KdiH

KdiH

_ (der Unterstrich) ist Platzhalter für genau ein Zeichen.
% (das Prozentzeichen) ist Platzhalter für kein, ein oder mehr als ein Zeichen.

Ganz am Anfang und ganz am Ende der Sucheingabe sind die Platzhalterzeichen überflüssig.

ß · © ª º « » × æ œ Ç ç č š Ł ł ́ ̀ ̃ ̈ ̄ ̊ ̇ ̋ ͣ ͤ ͥ ͦ ͧ ͮ Α Β Γ Δ Ε Ζ Η Θ Ι Κ Λ Μ Ν Ξ Ο Π Ρ Σ Τ Υ Φ Χ Ψ Ω α β γ δ ε ζ η θ ι κ λ μ ν ξ ο π ρ σ ς τ υ φ χ ψ ω ͅ ̕ ̔

63.1.1. ehem. Görlitz, Bibliothek der Oberlausitzischen Gesellschaft der Wissenschaften, Cod. A III.1.10 [verschollen]

Bearbeitet von Ulrike Bodemann

KdiH-Band 7

Datierung:

14. Jahrhundert, wohl erste Hälfte.

Lokalisierung:

Böhmen? (Gutfleisch-Ziche nach Gutachten Karin Schneiders).

Besitzgeschichte:

Aus der Sammlung des Altdorfer Professors Christian Gottlieb Schwarz (1675–1751), aus dessen Nachlass erstmals abgedruckt von Georg Andreas Will (siehe unten: Literatur), der die Handschrift offenbar 1769 aus dem Bestand der Bibliotheca Schwarziana, Teil II, erwarb (sein Exlibris befand sich im Codex); später im Besitz Karl Gottlob Antons (1751–1818), dessen Bibliothek der Grundstock der Sammlung der Görlitzer Gesellschaft wurde. Deren Bestände wurden im zweiten Weltkrieg ausgelagert, Cod. A III.1.10 gehörte offenbar nicht zu den Teilbeständen, die aus heute polnischen Aufbewahrungsorten in die Universitätsbibliothek Breslau gelangten.

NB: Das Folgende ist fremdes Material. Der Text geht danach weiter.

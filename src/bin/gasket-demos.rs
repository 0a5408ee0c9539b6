use clap::Parser;
use gasket_demos::{
    demos::{self, Demo, Overrides},
    flow,
};

/// Graphics teaching demos: gaskets, cubes, planets and the painter's algorithm.
#[derive(Debug, Parser)]
#[command(version, about)]
struct Args {
    /// Which demo to run
    #[arg(value_enum, default_value_t = Demo::Gasket)]
    demo: Demo,

    /// Number of chaos-game points of the gasket
    #[arg(long)]
    points: Option<usize>,

    /// Subdivision depth of the gasket or the spheres
    #[arg(long)]
    depth: Option<u32>,

    /// Seed for random points, materials and textures
    #[arg(long)]
    seed: Option<u64>,

    /// Distance of the orbit camera from its target
    #[arg(long)]
    radius: Option<f32>,

    /// Camera angle around the y axis in degrees
    #[arg(long, allow_hyphen_values = true)]
    theta: Option<f32>,

    /// Camera elevation in degrees
    #[arg(long, allow_hyphen_values = true)]
    phi: Option<f32>,

    /// Use an orthographic projection
    #[arg(long, conflicts_with = "perspective")]
    orthographic: bool,

    /// Use a perspective projection
    #[arg(long)]
    perspective: bool,

    /// Speed factor of the earth-moon and hsr animations
    #[arg(long, allow_hyphen_values = true)]
    time_scale: Option<f32>,

    /// Show a banded gas giant with this palette instead of the earth (planet demo)
    #[arg(long)]
    palette: Option<usize>,
}

impl Args {
    fn overrides(&self) -> Overrides {
        let orthographic = match (self.orthographic, self.perspective) {
            (true, _) => Some(true),
            (_, true) => Some(false),
            _ => None,
        };
        Overrides {
            points: self.points,
            depth: self.depth,
            seed: self.seed,
            radius: self.radius,
            theta: self.theta,
            phi: self.phi,
            orthographic,
            time_scale: self.time_scale,
            palette: self.palette,
        }
    }
}

fn main() {
    let args = Args::parse();
    flow::init_logger();
    let constructor = match demos::constructor(args.demo, &args.overrides()) {
        Ok(constructor) => constructor,
        Err(e) => {
            eprintln!("error: {e:#}");
            std::process::exit(2);
        }
    };
    if let Err(e) = flow::run(vec![constructor]) {
        log::error!("{e:#}");
        std::process::exit(1);
    }
}
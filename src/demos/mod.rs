//! The demos shipped with the crate.
//!
//! Every demo is a single [`GraphicsFlow`] that owns its meshes, textures and
//! animation state. They never run together; the launcher picks one by name
//! through [`Demo`] and hands the command line [`Overrides`] to its
//! [`constructor`].

use anyhow::ensure;
use cgmath::Deg;

use crate::{
    camera::{OrbitCamera, Projection, ProjectionMode},
    context::Context,
    flow::{FlowConsturctor, GraphicsFlow, Out},
    resources::texture::PLANET_PALETTE,
};

pub mod cube;
pub mod earth_moon;
pub mod gasket;
pub mod hsr;
pub mod planet;
pub mod textured_cube;

pub use crate::geometry::MAX_DEPTH;

/// Every demo reports its frame rate this often.
pub const STATUS_TICK_MILLIS: u64 = 2000;

/// State shared by all flows of a running demo.
#[derive(Debug, Default)]
pub struct DemoState {
    pub frames: u64,
    frames_at_last_tick: u64,
}

impl DemoState {
    /// Frames drawn since the previous call.
    pub fn frames_since_tick(&mut self) -> u64 {
        let frames = self.frames - self.frames_at_last_tick;
        self.frames_at_last_tick = self.frames;
        frames
    }
}

/// Engine settings every demo installs from `on_init`.
pub fn settings(clear: wgpu::Color) -> Out {
    Out::Configure(Box::new(move |ctx: &mut Context| {
        ctx.clear_colour = clear;
        ctx.tick_duration_millis = STATUS_TICK_MILLIS;
    }))
}

fn frames_per_second(frames: u64, tick_millis: u64) -> f64 {
    if tick_millis == 0 {
        return 0.0;
    }
    frames as f64 * 1000.0 / tick_millis as f64
}

/// Logs the frame rate since the last tick.
pub(crate) fn report_frame_rate(name: &str, ctx: &Context, state: &mut DemoState) {
    let fps = frames_per_second(state.frames_since_tick(), ctx.tick_duration_millis);
    log::info!("{name}: {fps:.1} fps after {} frames", state.frames);
}

#[derive(Debug, Clone, Copy, PartialEq, Eq, clap::ValueEnum)]
pub enum Demo {
    /// Sierpinski gasket as chaos-game points or subdivided triangles
    Gasket,
    /// Vertex coloured cube spinning, bouncing and cycling its colours
    Cube,
    /// Textured, lit cube
    TexturedCube,
    /// Textured sphere
    Planet,
    /// Earth with an orbiting moon in front of a star backdrop
    EarthMoon,
    /// 27 cubes sorted with the painter's algorithm, click to select
    Hsr,
}

impl Demo {
    /// Looks a demo up by its command line name, ignoring case.
    pub fn from_name(name: &str) -> anyhow::Result<Self> {
        <Self as clap::ValueEnum>::from_str(name, true)
            .map_err(|_| anyhow::anyhow!("unknown demo {name:?}"))
    }
}

/// Optional values from the command line that replace a demo's defaults.
///
/// Demos ignore the overrides that mean nothing to them.
#[derive(Debug, Clone, Default, PartialEq)]
pub struct Overrides {
    pub points: Option<usize>,
    pub depth: Option<u32>,
    pub seed: Option<u64>,
    pub radius: Option<f32>,
    pub theta: Option<f32>,
    pub phi: Option<f32>,
    pub orthographic: Option<bool>,
    pub time_scale: Option<f32>,
    /// Shows a banded gas giant of [`PLANET_PALETTE`] instead of the earth.
    pub palette: Option<usize>,
}

impl Overrides {
    pub fn validate(&self) -> anyhow::Result<()> {
        if let Some(radius) = self.radius {
            ensure!(
                radius.is_finite() && radius > 0.0,
                "camera radius must be positive, got {radius}"
            );
        }
        if let Some(depth) = self.depth {
            ensure!(
                depth <= MAX_DEPTH,
                "subdivision depth must be at most {MAX_DEPTH}, got {depth}"
            );
        }
        if let Some(points) = self.points {
            ensure!(points > 0, "the gasket needs at least one point");
        }
        for (name, angle) in [("theta", self.theta), ("phi", self.phi)] {
            if let Some(angle) = angle {
                ensure!(angle.is_finite(), "{name} must be a finite angle");
            }
        }
        if let Some(time_scale) = self.time_scale {
            ensure!(
                time_scale.is_finite(),
                "time scale must be finite, got {time_scale}"
            );
        }
        if let Some(palette) = self.palette {
            ensure!(
                palette < PLANET_PALETTE.len(),
                "palette must be below {}, got {palette}",
                PLANET_PALETTE.len()
            );
        }
        Ok(())
    }
}

/// Camera and projection of a 3D demo.
///
/// `near`/`far` are the perspective clip planes. The orthographic projection
/// keeps everything within `ortho_depth` of the eye and divides `bounds` by
/// `ortho_ratio`.
#[derive(Debug, Clone, Copy, PartialEq)]
pub struct ViewConfig {
    pub radius: f32,
    pub radius_range: (f32, f32),
    /// Degrees around the y axis.
    pub theta: f32,
    /// Degrees above the xz plane.
    pub phi: f32,
    pub bounds: [f32; 4],
    pub near: f32,
    pub far: f32,
    pub ortho_depth: f32,
    pub ortho_ratio: f32,
    pub orthographic: bool,
}

impl ViewConfig {
    pub fn apply(&mut self, overrides: &Overrides) {
        if let Some(radius) = overrides.radius {
            self.radius = radius;
        }
        if let Some(theta) = overrides.theta {
            self.theta = theta;
        }
        if let Some(phi) = overrides.phi {
            self.phi = phi;
        }
        if let Some(orthographic) = overrides.orthographic {
            self.orthographic = orthographic;
        }
    }

    pub fn camera(&self) -> OrbitCamera {
        let (min, max) = self.radius_range;
        OrbitCamera::new(self.radius, Deg(self.theta), Deg(self.phi)).with_radius_range(min, max)
    }

    pub fn projection(&self) -> Projection {
        if self.orthographic {
            Projection::new(
                self.bounds,
                self.near,
                self.ortho_depth,
                ProjectionMode::Orthographic {
                    ratio: self.ortho_ratio,
                },
            )
        } else {
            Projection::new(self.bounds, self.near, self.far, ProjectionMode::Perspective)
        }
    }

    /// Installs camera and projection in the context.
    pub fn install(&self, ctx: &mut Context) {
        log::info!(
            "{} view, radius {} theta {} phi {}",
            if self.orthographic { "orthographic" } else { "perspective" },
            self.radius,
            self.theta,
            self.phi
        );
        ctx.set_view(self.camera(), self.projection());
    }
}

fn boxed<F>(flow: anyhow::Result<F>) -> anyhow::Result<Box<dyn GraphicsFlow<DemoState>>>
where
    F: GraphicsFlow<DemoState> + 'static,
{
    Ok(Box::new(flow?))
}

/// Builds the flow constructor of `demo` with `overrides` applied.
pub fn constructor(
    demo: Demo,
    overrides: &Overrides,
) -> anyhow::Result<FlowConsturctor<DemoState>> {
    overrides.validate()?;
    log::info!("starting {demo:?} with {overrides:?}");
    let constructor: FlowConsturctor<DemoState> = match demo {
        Demo::Gasket => {
            let config = gasket::GasketConfig::default().with_overrides(overrides);
            Box::new(move |init| Box::pin(async move { boxed(gasket::Gasket::new(&init, config)) }))
        }
        Demo::Cube => {
            let config = cube::CubeConfig::default();
            Box::new(move |init| {
                Box::pin(async move { boxed(Ok(cube::SpinningCube::new(&init, config))) })
            })
        }
        Demo::TexturedCube => {
            let config = textured_cube::TexturedCubeConfig::default().with_overrides(overrides);
            Box::new(move |init| {
                Box::pin(async move { boxed(textured_cube::TexturedCube::new(&init, config)) })
            })
        }
        Demo::Planet => {
            let config = planet::PlanetConfig::default().with_overrides(overrides);
            Box::new(move |init| Box::pin(async move { boxed(planet::Planet::new(&init, config)) }))
        }
        Demo::EarthMoon => {
            let config = earth_moon::EarthMoonConfig::default().with_overrides(overrides);
            Box::new(move |init| {
                Box::pin(async move { boxed(earth_moon::EarthMoon::new(&init, config)) })
            })
        }
        Demo::Hsr => {
            let config = hsr::HsrConfig::default().with_overrides(overrides);
            Box::new(move |init| Box::pin(async move { boxed(hsr::HsrScene::new(&init, config)) }))
        }
    };
    Ok(constructor)
}
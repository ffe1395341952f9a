//! One-shot resolution of the process-wide predictor.
//!
//! The artifact is read at most once per loader. A missing artifact selects
//! the demo formula; an unreadable or malformed one also selects it but
//! records why, so callers can tell the two situations apart.

#![allow(missing_docs)]

use std::path::{Path, PathBuf};
use std::sync::OnceLock;
use std::sync::atomic::{AtomicUsize, Ordering};

use serde::Serialize;
use sha2::{Digest, Sha256};

use super::{DemoPredictor, PredictorVariant, TreeModel, YieldPredictor};
use crate::core::errors::CypError;

/// Non-fatal startup state surfaced alongside every prediction.
#[derive(Debug, Clone, PartialEq, Eq, Serialize)]
#[serde(tag = "status", rename_all = "snake_case")]
pub enum LoadNotice {
    /// A trained model is active.
    ModelLoaded,
    /// No artifact exists; the demo formula is active.
    DemoMode,
    /// An artifact exists but could not be used; the demo formula is active.
    ModelLoadFailed { details: String },
}

impl LoadNotice {
    /// Whether the notice deserves a warning banner.
    #[must_use]
    pub const fn is_degraded(&self) -> bool {
        !matches!(self, Self::ModelLoaded)
    }
}

impl From<CypError> for LoadNotice {
    fn from(err: CypError) -> Self {
        match err {
            CypError::ModelLoad { details, .. } => Self::ModelLoadFailed { details },
            other => Self::ModelLoadFailed {
                details: other.to_string(),
            },
        }
    }
}

/// The capability selected at startup plus how it was chosen.
pub struct ResolvedPredictor {
    capability: Box<dyn YieldPredictor>,
    notice: LoadNotice,
    artifact_path: PathBuf,
    fingerprint: Option<String>,
}

impl ResolvedPredictor {
    #[must_use]
    pub fn capability(&self) -> &dyn YieldPredictor {
        self.capability.as_ref()
    }

    #[must_use]
    pub fn variant(&self) -> PredictorVariant {
        self.capability.variant()
    }

    #[must_use]
    pub fn notice(&self) -> &LoadNotice {
        &self.notice
    }

    #[must_use]
    pub fn artifact_path(&self) -> &Path {
        &self.artifact_path
    }

    /// SHA-256 of the artifact bytes, when a model was loaded.
    #[must_use]
    pub fn fingerprint(&self) -> Option<&str> {
        self.fingerprint.as_deref()
    }
}

impl std::fmt::Debug for ResolvedPredictor {
    fn fmt(&self, f: &mut std::fmt::Formatter<'_>) -> std::fmt::Result {
        f.debug_struct("ResolvedPredictor")
            .field("variant", &self.variant())
            .field("notice", &self.notice)
            .field("artifact_path", &self.artifact_path)
            .field("fingerprint", &self.fingerprint)
            .finish()
    }
}

/// Memoizing loader for the model artifact at a fixed path.
#[derive(Debug)]
pub struct PredictorLoader {
    path: PathBuf,
    resolved: OnceLock<ResolvedPredictor>,
    storage_reads: AtomicUsize,
}

impl PredictorLoader {
    #[must_use]
    pub fn new(path: impl Into<PathBuf>) -> Self {
        Self {
            path: path.into(),
            resolved: OnceLock::new(),
            storage_reads: AtomicUsize::new(0),
        }
    }

    /// Resolve the predictor on first call; later calls return the same value.
    pub fn load(&self) -> &ResolvedPredictor {
        self.resolved.get_or_init(|| self.resolve())
    }

    /// How many times the artifact location has been touched.
    #[must_use]
    pub fn storage_reads(&self) -> usize {
        self.storage_reads.load(Ordering::Relaxed)
    }

    fn resolve(&self) -> ResolvedPredictor {
        self.storage_reads.fetch_add(1, Ordering::Relaxed);

        let bytes = match std::fs::read(&self.path) {
            Ok(bytes) => bytes,
            // A file standing in for a parent directory also means no artifact.
            Err(source)
                if matches!(
                    source.kind(),
                    std::io::ErrorKind::NotFound | std::io::ErrorKind::NotADirectory
                ) =>
            {
                return self.demo(LoadNotice::DemoMode);
            }
            Err(source) => return self.failed(source.to_string()),
        };

        match TreeModel::from_slice(&bytes) {
            Ok(model) => ResolvedPredictor {
                capability: Box::new(model),
                notice: LoadNotice::ModelLoaded,
                artifact_path: self.path.clone(),
                fingerprint: Some(format!("{:x}", Sha256::digest(&bytes))),
            },
            Err(err) => self.failed(err.to_string()),
        }
    }

    fn failed(&self, details: String) -> ResolvedPredictor {
        self.demo(LoadNotice::from(CypError::ModelLoad {
            path: self.path.clone(),
            details,
        }))
    }

    fn demo(&self, notice: LoadNotice) -> ResolvedPredictor {
        ResolvedPredictor {
            capability: Box::new(DemoPredictor),
            notice,
            artifact_path: self.path.clone(),
            fingerprint: None,
        }
    }
}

Neuere Handschriftenbeschreibungen beruhen auf Reproduktionen; nach alten fotografischen Vorlagen: 20 der 30 Miniaturen bei Piper (1888), drei Ausschnitte, davon zwei mit Text, bei Könnecke (1895); nach einem Foto von 1924 eine ganze Seite (9r) bei Gutfleisch-Ziche (1997).

Inhalt:
1. 1ra–3vb Frau Ava, ›Johannes‹
2. 3vb–20vb Frau Ava, ›Leben Jesu‹, ›Sieben Gaben des Hl. Geistes‹
3. 21ra–vb Frau Ava, ›Der Antichrist‹
4. 22ra–24rb Frau Ava, ›Das Jüngste Gericht‹
5. 24va–56va Heinrich von Hesler, ›Evangelium Nicodemi‹
I. Kodikologische Beschreibung:

Pergament, 56 Blätter, 238 × 150 mm, zweispaltig, 40 Zeilen, Textualis, ein Schreiber, Verse abgesetzt, alternierend bündig mit freigestelltem Anfangsbuchstaben und eingerückt; abwechselnd rote und blaue Lombarden über zwei Zeilen, z. T. mit Fleuronné (9ra); 1ra, 3vb, 21ra, 22ra, 24va größere Initialen mit Randschmuck.

Schreibsprache:

nordostbairisch/böhmisch.

II. Bildausstattung:

30 kolorierte Federzeichnungen, davon eine zu Text 1, 28 zu Text 2, eine zu Text 4: 21va–b Jüngstes Gericht. Zu allen oder den meisten Bildern in Text 1 und 2 Beischriften an den Blatträndern, vielleicht von anderer, zeitgenössischer Hand, mindestens aber in anderem Schriftduktus; teilweise durch Beschnitt entfallen (Piper [1887] S. 144, 145f. u. ö.). Ein Zeichner.

Format und Anordnung:

Neben den spaltenbreiten, selten über mehr als zwölf Zeilen hohen, nahezu quadratisch eingefassten Bildern zu Text 1 und 2 ist – außer 12ra–b (Abendmahl) – das Jüngste Gericht das einzige querrechteckig eingefasste Bild über zwei Spalten. Text 4 (›Jüngstes Gericht‹, 292 Verse) sollte ursprünglich wohl unmittelbar an Text 3 (›Antichrist‹, 118 Verse) anschließen (Eingangsinitiale N ausgeführt, dann aber Leerzeilen bzw. zwei radierte Zeilen (vgl. Piper [1887] S. 306). Stattdessen wurde ein Bildraum auf der unteren Seitenhälfte freigehalten. Durch die Platzierung des eingefügten Bildes nach Abschluss des vorangehenden Anitchrist-Gedichts und vor dem nun auf der folgenden Rectoseite beginnenden, aber nicht durch eine besondere Initiale hervorgehobenen Gedicht vom Jüngsten Gericht fungiert das Bild als Brücke zwischen den zusammenhängenden Dichtungen.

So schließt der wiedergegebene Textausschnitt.